Department of Nursing, Shu-Zen College of Medicine and Management, Luju Kaohsiung Hsien, Taiwan.
J Clin Nurs. 2009 Jun;18(12):1684-92. doi: 10.1111/j.1365-2702.2008.02750.x.
The aim of this study was to investigate from the perspectives of the donor parents of children with biliary atresia, the essence of family experiences during the period when waiting for a living donor liver transplant.
Living donor liver transplantation is a new hope for children and families when the child suffers from biliary atresia. It is obvious, during the waiting period, for a family with a child undergoing living donor liver transplantation, that the process has a serious impact and there is a need for them to be well-prepared.
A descriptive phenomenological design was used in this study.
Nine donor parents from a medical centre in Taiwan participated in this study. The inclusion criteria were that the parent had a child with biliary atresia, that the child had received living donor liver transplantation over the last year and a half and that the parent was the living donor for child's liver transplantation. An open in-depth interview technique encouraged the parents to reflect on their experiences as the process raised their feelings to a conscious level. The data were analysed using the Colaizzi's approach.
This study explores the essence of families undergoing the waiting period for living donor liver transplantation surgery from the point of view of the donating parents.

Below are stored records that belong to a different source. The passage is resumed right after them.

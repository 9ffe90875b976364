//! Single background thread for replay saves and analysis.
//!
//! Tasks run one at a time and in submission order. [`Worker::add_task`]
//! waits for the previous task to finish before handing over the next,
//! so a save queued right after another never races it for the file.

use std::thread::{self, JoinHandle};

use crossbeam_channel::{Receiver, Sender};

use crate::error::RewindError;

/// A unit of background work. Owns everything it touches.
pub type Task = Box<dyn FnOnce() -> Result<(), RewindError> + Send + 'static>;

/// Owner of the background thread.
///
/// Dropping the worker closes the task channel and joins the thread,
/// which finishes any task already handed over.
pub struct Worker {
    tx: Option<Sender<Task>>,
    done_rx: Receiver<()>,
    in_flight: bool,
    handle: Option<JoinHandle<()>>,
}

impl Worker {
    /// Start the worker thread.
    pub fn new() -> Result<Self, RewindError> {
        let (tx, rx) = crossbeam_channel::bounded::<Task>(1);
        let (done_tx, done_rx) = crossbeam_channel::bounded(1);
        let handle = thread::Builder::new()
            .name("rewind-worker".into())
            .spawn(move || {
                while let Ok(task) = rx.recv() {
                    if let Err(e) = task() {
                        log::error!("background task failed: {e}");
                    }
                    if done_tx.send(()).is_err() {
                        break;
                    }
                }
            })
            .map_err(|e| RewindError::WorkerSpawn {
                detail: e.to_string(),
            })?;
        Ok(Self {
            tx: Some(tx),
            done_rx,
            in_flight: false,
            handle: Some(handle),
        })
    }

    /// Queue `task`, blocking until the previous one has finished.
    pub fn add_task(&mut self, task: Task) -> Result<(), RewindError> {
        self.wait_idle();
        let tx = self.tx.as_ref().ok_or(RewindError::WorkerGone)?;
        tx.send(task).map_err(|_| RewindError::WorkerGone)?;
        self.in_flight = true;
        Ok(())
    }

    /// Block until the last queued task has finished.
    pub fn wait_idle(&mut self) {
        if self.in_flight {
            // A closed channel means the thread is gone; nothing is running.
            let _ = self.done_rx.recv();
            self.in_flight = false;
        }
    }

    /// True while a task is queued or running.
    pub fn is_busy(&self) -> bool {
        self.in_flight && self.done_rx.is_empty()
    }
}

impl Worker {
    /// Finish any handed-over task and stop the thread. Later
    /// [`add_task`](Self::add_task) calls fail with `WorkerGone`.
    pub fn shutdown(&mut self) {
        self.tx.take();
        self.wait_idle();
        if let Some(handle) = self.handle.take() {
            let _ = handle.join();
        }
    }
}

impl Drop for Worker {
    fn drop(&mut self) {
        self.shutdown();
    }
}

#[cfg(test)]
mod tests {
    use super::*;
    use std::sync::atomic::{AtomicUsize, Ordering};
    use std::sync::{Arc, Mutex};

    #[test]
    fn tasks_run_in_order() {
        let log = Arc::new(Mutex::new(Vec::new()));
        let mut w = Worker::new().unwrap();
        for i in 0..5 {
            let log = Arc::clone(&log);
            w.add_task(Box::new(move || {
                log.lock().unwrap().push(i);
                Ok(())
            }))
            .unwrap();
        }
        w.wait_idle();
        assert_eq!(*log.lock().unwrap(), vec![0, 1, 2, 3, 4]);
    }

    #[test]
    fn failing_task_does_not_stop_the_thread() {
        let count = Arc::new(AtomicUsize::new(0));
        let mut w = Worker::new().unwrap();
        w.add_task(Box::new(|| Err(RewindError::WorkerGone)))
            .unwrap();
        let c = Arc::clone(&count);
        w.add_task(Box::new(move || {
            c.fetch_add(1, Ordering::SeqCst);
            Ok(())
        }))
        .unwrap();
        w.wait_idle();
        assert_eq!(count.load(Ordering::SeqCst), 1);
        assert!(!w.is_busy());
    }

    #[test]
    fn drop_finishes_queued_task() {
        let count = Arc::new(AtomicUsize::new(0));
        {
            let mut w = Worker::new().unwrap();
            let c = Arc::clone(&count);
            w.add_task(Box::new(move || {
                std::thread::sleep(std::time::Duration::from_millis(20));
                c.fetch_add(1, Ordering::SeqCst);
                Ok(())
            }))
            .unwrap();
        }
        assert_eq!(count.load(Ordering::SeqCst), 1);
    }

    #[test]
    fn shut_down_worker_rejects_tasks() {
        let mut w = Worker::new().unwrap();
        w.shutdown();
        assert!(matches!(
            w.add_task(Box::new(|| Ok(()))),
            Err(RewindError::WorkerGone)
        ));
    }
}
//! Error types for replay encoding and decoding.

use std::io;

use thiserror::Error;

/// Errors that can occur while reading, writing, or analyzing a replay.
#[derive(Debug, Error)]
pub enum ReplayError {
    /// An I/O error occurred while reading or writing the file.
    #[error("I/O error: {0}")]
    Io(#[from] io::Error),
    /// A read ran past the logical end of the byte stream.
    #[error("end of stream: wanted {wanted} bytes at offset {position}, length {len}")]
    EndOfStream {
        /// Cursor position when the read started.
        position: usize,
        /// Bytes the read needed.
        wanted: usize,
        /// Logical length of the stream.
        len: usize,
    },
    /// The zlib payload could not be inflated.
    #[error("cannot decompress replay payload: {detail}")]
    Decompress {
        /// Description from the inflater.
        detail: String,
    },
    /// The replay was recorded by a different game build.
    #[error("replay was recorded for {found}, expected {expected}")]
    GameMismatch {
        /// Game tag of the running build.
        expected: String,
        /// Game tag stored in the file.
        found: String,
        /// Mission name from the file header.
        mission: String,
    },
    /// A frame could not be decoded.
    #[error("malformed frame: {detail}")]
    MalformedFrame {
        /// Human-readable description of what went wrong.
        detail: String,
    },
    /// The format version is outside the range this build reads.
    #[error("unsupported format version {found}")]
    UnsupportedVersion {
        /// The version found in the file.
        found: u8,
    },
}
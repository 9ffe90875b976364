//! Strongly-typed identifiers and small enumerations shared across crates.

use std::fmt;

/// Opaque handle to a live object in the host engine.
///
/// The engine never dereferences this; it only hands it back to the
/// [`SceneHost`](crate::scene::SceneHost) or
/// [`ScriptBridge`](crate::bridge::ScriptBridge) that produced it.
#[derive(Clone, Copy, Debug, PartialEq, Eq, Hash, PartialOrd, Ord)]
pub struct EntityId(pub u32);

impl fmt::Display for EntityId {
    fn fmt(&self, f: &mut fmt::Formatter<'_>) -> fmt::Result {
        write!(f, "{}", self.0)
    }
}

impl From<u32> for EntityId {
    fn from(v: u32) -> Self {
        Self(v)
    }
}

/// Whether a binding tracks a free-standing value or a per-object value.
///
/// The discriminants match the integers accepted by the
/// `registerRewindable` script call.
#[derive(Clone, Copy, Debug, PartialEq, Eq, Hash)]
pub enum BindingKind {
    /// One value per scene object whose datablock name equals the
    /// binding namespace. Captured during the mission walk.
    SceneObject = 0,
    /// A single global value.
    Variable = 1,
}

impl BindingKind {
    /// Decode the script-level integer tag.
    pub fn from_tag(tag: i32) -> Option<Self> {
        match tag {
            0 => Some(Self::SceneObject),
            1 => Some(Self::Variable),
            _ => None,
        }
    }
}

/// Storage type of a binding's value.
#[derive(Clone, Copy, Debug, PartialEq, Eq, Hash)]
pub enum StorageKind {
    /// `i32`.
    Int = 0,
    /// `f32`.
    Float = 1,
    /// `bool`.
    Bool = 2,
    /// `String`.
    String = 3,
}

impl StorageKind {
    /// Decode the script-level integer tag.
    pub fn from_tag(tag: i32) -> Option<Self> {
        match tag {
            0 => Some(Self::Int),
            1 => Some(Self::Float),
            2 => Some(Self::Bool),
            3 => Some(Self::String),
            _ => None,
        }
    }
}

/// Which game build a replay belongs to.
///
/// The two builds share a file format but MBP carries an extra block of
/// teleport and easter-egg fields and writes a higher format version.
#[derive(Clone, Copy, Debug, Default, PartialEq, Eq, Hash)]
pub enum GameFlavor {
    /// Marble Blast Platinum.
    #[default]
    Mbp,
    /// Marble Blast Gold.
    Mbg,
}

impl GameFlavor {
    /// Tag written into the replay header (format v10+).
    pub fn tag(self) -> &'static str {
        match self {
            Self::Mbp => "MBP",
            Self::Mbg => "MBG",
        }
    }

    /// Format version this flavor writes.
    pub fn format_version(self) -> u8 {
        match self {
            Self::Mbp => 12,
            Self::Mbg => 11,
        }
    }

    /// Parse a header tag. Unknown tags yield `None`.
    pub fn from_tag(tag: &str) -> Option<Self> {
        match tag {
            "MBP" => Some(Self::Mbp),
            "MBG" => Some(Self::Mbg),
            _ => None,
        }
    }

    /// True for the build with teleports, checkpoints, and easter eggs.
    pub fn is_platinum(self) -> bool {
        matches!(self, Self::Mbp)
    }
}

impl fmt::Display for GameFlavor {
    fn fmt(&self, f: &mut fmt::Formatter<'_>) -> fmt::Result {
        f.write_str(self.tag())
    }
}
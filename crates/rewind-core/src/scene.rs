//! The host's live scene graph, seen through opaque entity ids.
//!
//! [`SceneHost`] is the narrow surface the mission walker, capture, and
//! apply paths need from the game engine. [`SceneNode`] is the closed
//! classification of a mission-tree node, computed once per visit so the
//! walkers dispatch on an enum instead of comparing class and datablock
//! strings at each step.

use glam::{DQuat, DVec3};

use crate::bridge::ScriptBridge;
use crate::id::{EntityId, GameFlavor};

/// Access to the host engine's object model.
///
/// Object-taking methods assume `obj` is live; hosts report stale handles
/// however they see fit (typically by returning defaults).
pub trait SceneHost: ScriptBridge {
    /// Resolve an object by name or numeric id string.
    fn find_object(&self, name: &str) -> Option<EntityId>;

    /// Direct children of a group, in group order.
    fn children(&self, group: EntityId) -> Vec<EntityId>;

    /// Engine class name (`"SimGroup"`, `"Item"`, `"StaticShape"`, …).
    fn class_name(&self, obj: EntityId) -> String;

    /// Name of the object's datablock, or `""` if it has none.
    fn datablock_name(&self, obj: EntityId) -> String;

    /// The `className` field of the object's datablock.
    fn datablock_class(&self, obj: EntityId) -> String;

    /// Read a dynamic field. Unset fields read as `""`.
    fn field(&self, obj: EntityId, name: &str) -> String;

    /// Write a dynamic field.
    fn set_field(&mut self, obj: EntityId, name: &str, value: &str);

    /// Whether a shape is hidden.
    fn is_hidden(&self, obj: EntityId) -> bool;

    /// Hide or show a shape.
    fn set_hidden(&mut self, obj: EntityId, hidden: bool);

    /// Cancel a pending scheduled event. Unknown ids are ignored.
    fn cancel_event(&mut self, event: i32);

    /// Schedule `obj.method(args)` after `delay_ms`; returns the event id.
    fn schedule_method(&mut self, obj: EntityId, delay_ms: i32, method: &str, args: &[&str])
        -> i32;

    /// Schedule a free function call after `delay_ms`; returns the event id.
    fn schedule_function(&mut self, delay_ms: i32, function: &str, args: &[&str]) -> i32;

    /// Path position of the client-side copy of a moving platform, if the
    /// client copy exists.
    fn path_position(&self, obj: EntityId) -> Option<f32>;

    /// Target position of a moving platform.
    fn target_position(&self, obj: EntityId) -> f32;

    /// Move a platform (server and client copies) to `pos`, clamped by the
    /// host to the path's range.
    fn set_path_position(&mut self, obj: EntityId, pos: i32);

    /// Total duration of a platform's path, in milliseconds.
    fn path_total_time(&self, obj: EntityId) -> f64;

    /// Animation position of a shape's primary thread.
    fn thread_position(&self, obj: EntityId) -> f32;

    /// Direction of a shape's primary thread, 1 forward and 0 backward.
    fn thread_forward(&self, obj: EntityId) -> i32;

    /// Position and rotation.
    fn transform(&self, obj: EntityId) -> (DVec3, DQuat);

    /// Set position and rotation.
    fn set_transform(&mut self, obj: EntityId, position: DVec3, rotation: DQuat);

    /// Linear velocity.
    fn velocity(&self, obj: EntityId) -> DVec3;

    /// Set linear velocity.
    fn set_velocity(&mut self, obj: EntityId, velocity: DVec3);

    /// Angular velocity.
    fn angular_velocity(&self, obj: EntityId) -> DVec3;

    /// Set angular velocity.
    fn set_angular_velocity(&mut self, obj: EntityId, spin: DVec3);
}

/// Flavors of pickup item.
#[derive(Clone, Copy, Debug, PartialEq, Eq, Hash)]
pub enum ItemKind {
    /// Datablock class `Gem`.
    Gem,
    /// Datablock `TimeTravelItem`.
    TimeTravel,
    /// Datablock `EasterEgg` (MBP only).
    EasterEgg,
    /// Every other item.
    Powerup,
}

/// Flavors of static shape.
#[derive(Clone, Copy, Debug, PartialEq, Eq, Hash)]
pub enum ShapeKind {
    /// Datablock class `Explosive`.
    Explosive,
    /// Datablock `TrapDoor`.
    TrapDoor,
    /// Any other static shape.
    Plain,
}

/// Classification of one mission-tree node.
#[derive(Clone, Copy, Debug, PartialEq, Eq, Hash)]
pub enum SceneNode {
    /// `SimGroup`; the walk descends into it.
    Group,
    /// A moving platform.
    PathedInterior,
    /// A pickup.
    Item(ItemKind),
    /// A static shape.
    StaticShape(ShapeKind),
    /// A trigger volume.
    Trigger,
    /// Anything the engine does not track.
    Other,
}

impl SceneNode {
    /// Classify `obj` by class name and datablock.
    pub fn classify<H: SceneHost + ?Sized>(host: &H, obj: EntityId, flavor: GameFlavor) -> Self {
        match host.class_name(obj).as_str() {
            "SimGroup" => Self::Group,
            "PathedInterior" => Self::PathedInterior,
            "Trigger" => Self::Trigger,
            "Item" => {
                let kind = if host.datablock_class(obj) == "Gem" {
                    ItemKind::Gem
                } else {
                    match host.datablock_name(obj).as_str() {
                        "TimeTravelItem" => ItemKind::TimeTravel,
                        "EasterEgg" if flavor.is_platinum() => ItemKind::EasterEgg,
                        _ => ItemKind::Powerup,
                    }
                };
                Self::Item(kind)
            }
            "StaticShape" => {
                let kind = if host.datablock_class(obj) == "Explosive" {
                    ShapeKind::Explosive
                } else if host.datablock_name(obj) == "TrapDoor" {
                    ShapeKind::TrapDoor
                } else {
                    ShapeKind::Plain
                };
                Self::StaticShape(kind)
            }
            _ => Self::Other,
        }
    }

    /// True for nodes that scene-object bindings can attach to.
    pub fn is_rewindable(self) -> bool {
        matches!(self, Self::Item(_) | Self::StaticShape(_) | Self::Trigger)
    }
}

#[cfg(test)]
mod tests {
    use super::*;

    #[test]
    fn rewindable_kinds() {
        assert!(SceneNode::Trigger.is_rewindable());
        assert!(SceneNode::Item(ItemKind::Gem).is_rewindable());
        assert!(SceneNode::StaticShape(ShapeKind::Plain).is_rewindable());
        assert!(!SceneNode::Group.is_rewindable());
        assert!(!SceneNode::PathedInterior.is_rewindable());
        assert!(!SceneNode::Other.is_rewindable());
    }
}
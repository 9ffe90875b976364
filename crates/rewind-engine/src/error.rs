//! Engine-level error types.

use rewind_core::{BindingError, BridgeError};
use rewind_replay::ReplayError;
use thiserror::Error;

use crate::config::ConfigError;

/// A captured mission list ran out while applying it to the live tree.
///
/// The live mission has more objects of some kind than the frame was
/// captured with; the frame belongs to a different mission or the tree
/// changed since capture.
#[derive(Clone, Debug, PartialEq, Eq, Error)]
pub enum MissionError {
    /// `list` ran out at `index` while objects of its kind remained.
    #[error("mission state desync: {list} has no entry {index}")]
    Desync {
        /// Name of the exhausted list.
        list: &'static str,
        /// Position in the list that was missing.
        index: usize,
    },
}

/// Errors returned by the rewind engine.
#[derive(Debug, Error)]
pub enum RewindError {
    /// Replay file could not be read or written.
    #[error(transparent)]
    Replay(#[from] ReplayError),
    /// Captured mission state does not fit the live mission.
    #[error(transparent)]
    Mission(#[from] MissionError),
    /// A host script call failed.
    #[error(transparent)]
    Bridge(#[from] BridgeError),
    /// A rewindable binding call failed.
    #[error(transparent)]
    Binding(#[from] BindingError),
    /// Invalid configuration.
    #[error(transparent)]
    Config(#[from] ConfigError),
    /// A well-known scene object is missing.
    #[error("scene object '{name}' not found")]
    MissingObject {
        /// Name that was looked up.
        name: String,
    },
    /// The background worker thread could not be started.
    #[error("cannot spawn worker thread: {detail}")]
    WorkerSpawn {
        /// Underlying OS error.
        detail: String,
    },
    /// The background worker exited and no longer accepts tasks.
    #[error("background worker has shut down")]
    WorkerGone,
}
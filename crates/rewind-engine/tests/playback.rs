//! End-to-end playback: files written by the store come back through it,
//! and a live session restores a mission it captured.

use std::path::{Path, PathBuf};

use glam::DVec3;
use rewind_core::{BindingContext, BindingRegistry, Frame, GameFlavor};
use rewind_engine::{RewindConfig, RewindManager, RewindSession, Worker};
use rewind_replay::ReplayWriter;
use rewind_test_utils::fixtures::{clocked_frames, elapsed_frames, level, sample_frame, Level};
use rewind_test_utils::{MockBridge, MockScene};

fn write(dir: &Path, name: &str, frames: &[Frame]) -> PathBuf {
    let path = dir.join(name);
    ReplayWriter::new(GameFlavor::Mbp, "Level1")
        .save(&path, frames)
        .unwrap();
    path
}

// ── Store persistence ───────────────────────────────────────────

#[test]
fn saved_frames_load_back_with_elapsed_times() {
    let dir = tempfile::tempdir().unwrap();
    let path = dir.path().join("run.rrec");
    let frames = vec![
        sample_frame(16, 16),
        sample_frame(32, 16),
        sample_frame(40, 8),
    ];

    let mut m = RewindManager::new(GameFlavor::Mbp);
    for f in frames.clone() {
        m.push_frame(f);
    }
    m.save(&path).unwrap();
    assert_eq!(m.frame_count(), 0);

    m.load(&path, false).unwrap();
    let expected: Vec<Frame> = frames
        .into_iter()
        .zip([16, 32, 40])
        .map(|(mut f, elapsed)| {
            f.elapsed_time = elapsed;
            f
        })
        .collect();
    assert_eq!(m.frames(), expected.as_slice());
}

#[test]
fn saving_an_empty_store_creates_no_file() {
    let dir = tempfile::tempdir().unwrap();
    let path = dir.path().join("empty.rrec");
    let mut m = RewindManager::new(GameFlavor::Mbg);
    m.save(&path).unwrap();
    assert!(!path.exists());
}

#[test]
fn load_drops_negative_deltas_and_orders_oldest_first() {
    let dir = tempfile::tempdir().unwrap();
    let path = write(
        dir.path(),
        "neg.rrec",
        &clocked_frames(&[(0, 10), (10, 10), (5, -5), (30, 20)]),
    );

    let mut m = RewindManager::new(GameFlavor::Mbp);
    let mission = m.load(&path, false).unwrap();
    assert_eq!(mission, "Level1");

    let clocks: Vec<_> = m.frames().iter().map(|f| (f.ms, f.elapsed_time)).collect();
    assert_eq!(clocks, vec![(0, 10), (10, 20), (30, 40)]);
}

#[test]
fn ghost_load_skips_repeated_clock_values() {
    let dir = tempfile::tempdir().unwrap();
    let path = write(
        dir.path(),
        "ghost.rrec",
        &clocked_frames(&[(0, 16), (16, 16), (16, 16), (32, 16)]),
    );

    let mut m = RewindManager::new(GameFlavor::Mbp);
    m.load(&path, true).unwrap();
    let ms: Vec<_> = m.frames().iter().map(|f| f.ms).collect();
    assert_eq!(ms, vec![0, 16, 32]);
}

#[test]
fn back_to_back_background_saves_write_both_files() {
    let dir = tempfile::tempdir().unwrap();
    let (a, b) = (dir.path().join("a.rrec"), dir.path().join("b.rrec"));
    let mut worker = Worker::new().unwrap();
    let mut m = RewindManager::new(GameFlavor::Mbp);

    for f in clocked_frames(&[(0, 16), (16, 16)]) {
        m.push_frame(f);
    }
    m.set_replay_path(&a);
    m.clear(true, &mut worker).unwrap();

    for f in clocked_frames(&[(0, 16), (16, 16), (32, 16)]) {
        m.push_frame(f);
    }
    m.set_replay_path(&b);
    m.clear(true, &mut worker).unwrap();
    worker.wait_idle();

    m.load(&a, false).unwrap();
    assert_eq!(m.frame_count(), 2);
    m.load(&b, false).unwrap();
    assert_eq!(m.frame_count(), 3);
}

// ── Time queries ────────────────────────────────────────────────

#[test]
fn elapsed_query_between_frames_blends_halfway() {
    let registry = BindingRegistry::new();
    let mut bridge = MockBridge::new();
    let mut ctx = BindingContext::new(&registry, &mut bridge);

    let mut m = RewindManager::new(GameFlavor::Mbp);
    for f in elapsed_frames(&[0, 100, 250, 400, 600]) {
        m.push_frame(f);
    }

    let f = m.frame_at_elapsed_ms(325.0, &mut ctx).unwrap();
    assert_eq!(f.elapsed_time, 325);
    assert_eq!(f.ms, 325);

    let exact = m.frame_at_elapsed_ms(400.0, &mut ctx).unwrap();
    assert_eq!(exact.elapsed_time, 400);
    assert!(m.frame_at_elapsed_ms(601.0, &mut ctx).is_none());
}

// ── Live session ────────────────────────────────────────────────

fn store(s: &mut RewindSession, scene: &mut MockScene, l: &Level, x: f64, ms: i32) {
    scene.object_mut(l.client_marble).position = DVec3::new(x, 1.0, 0.0);
    scene
        .object_mut(l.play_gui)
        .fields
        .insert("elapsedTime".into(), ms.to_string());
    s.store_frame(scene, 16).unwrap();
}

#[test]
fn rewinding_restores_mission_objects() {
    let (mut scene, l) = level();
    let mut s = RewindSession::new(RewindConfig::default()).unwrap();

    scene.object_mut(l.platform).path_position = Some(100.0);
    store(&mut s, &mut scene, &l, 0.0, 16);

    scene.object_mut(l.gems[0]).hidden = true;
    scene.object_mut(l.platform).path_position = Some(200.0);
    store(&mut s, &mut scene, &l, 5.0, 32);

    scene.object_mut(l.platform).path_position = Some(300.0);
    assert!(s.rewind_frame(&mut scene, None).unwrap());
    assert!(scene.object(l.gems[0]).hidden);
    assert_eq!(scene.object(l.platform).path_position, Some(200.0));
    assert_eq!(scene.object(l.client_marble).position.x, 5.0);

    assert!(s.rewind_frame(&mut scene, None).unwrap());
    assert!(!scene.object(l.gems[0]).hidden);
    assert!(!scene.object(l.gems[1]).hidden);
    assert_eq!(scene.object(l.platform).path_position, Some(100.0));
    assert_eq!(scene.object(l.client_marble).position, DVec3::new(0.0, 1.0, 0.0));
}

#[test]
fn recorded_session_replays_from_disk() {
    let dir = tempfile::tempdir().unwrap();
    let path = dir.path().join("session.rrec");
    let (mut scene, l) = level();

    let mut s = RewindSession::new(RewindConfig::default()).unwrap();
    s.set_replay_path(&path);
    for (i, x) in [1.0, 2.0, 3.0, 4.0].into_iter().enumerate() {
        store(&mut s, &mut scene, &l, x, 16 * (i as i32 + 1));
    }
    s.clear_frames(true).unwrap();
    s.wait_for_worker();
    assert_eq!(s.frame_count(), 0);

    let mut replay = RewindSession::new(RewindConfig::default()).unwrap();
    replay.load_replay(&path, false).unwrap();
    assert_eq!(replay.frame_count(), 4);

    assert!(replay.rewind_to_ms(&mut scene, 32.0).unwrap());
    assert_eq!(scene.object(l.client_marble).position.x, 2.0);
    assert!(replay.rewind_to_ms(&mut scene, 40.0).unwrap());
    assert!((scene.object(l.client_marble).position.x - 2.5).abs() < 1e-9);
}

Five themes emerged: (1) surgery as hope of rebirth, (2) negotiating the decision to have surgery, (3) the selection of the donor to achieve family welfare, (4) preparing and planning for the surgery and (5) worry over the impact of the surgery.
The results demonstrate that the parents' experiences included a variety of domains: hope of rebirth, mental negotiation while deciding on surgery and choice of donor, coping with the preparation for surgery and the possible impact on the family of the surgery.
The findings indicated that nursing professionals should provide family-centred care to assist the family with the steps needed to move toward surgery.
本研究旨在从胆道闭锁患儿供体父母的角度出发,探讨等待活体供肝移植期间家庭经历的本质。
活体肝移植为患有胆道闭锁的儿童及其家庭带来了新的希望。对于正在接受活体肝移植的家庭来说,在等待期间,这个过程显然会产生严重的影响,他们需要做好充分的准备。
本研究采用描述性现象学设计。
本研究纳入了来自中国台湾一家医疗中心的 9 名供体父母。纳入标准为:父母一方有胆道闭锁患儿,患儿在过去一年半内接受过活体肝移植,且父母一方是患儿肝移植的活体供者。采用开放式深入访谈技术鼓励父母反思自己的经历,因为这一过程使他们的感受上升到了意识层面。使用 Colaizzi 的方法对数据进行分析。
本研究从供体父母的角度探讨了等待活体肝移植手术期间家庭的本质。出现了 5 个主题:(1)手术是重生的希望,(2)协商手术决策,(3)选择供者以实现家庭利益,(4)为手术做准备和计划,(5)对手术影响的担忧。
研究结果表明,父母的经历包括多个方面:对重生的希望、决定手术时的心理博弈以及供者的选择、应对手术准备以及手术可能对家庭产生的影响。
研究结果表明,护理专业人员应提供以家庭为中心的护理,帮助家庭完成迈向手术的必要步骤。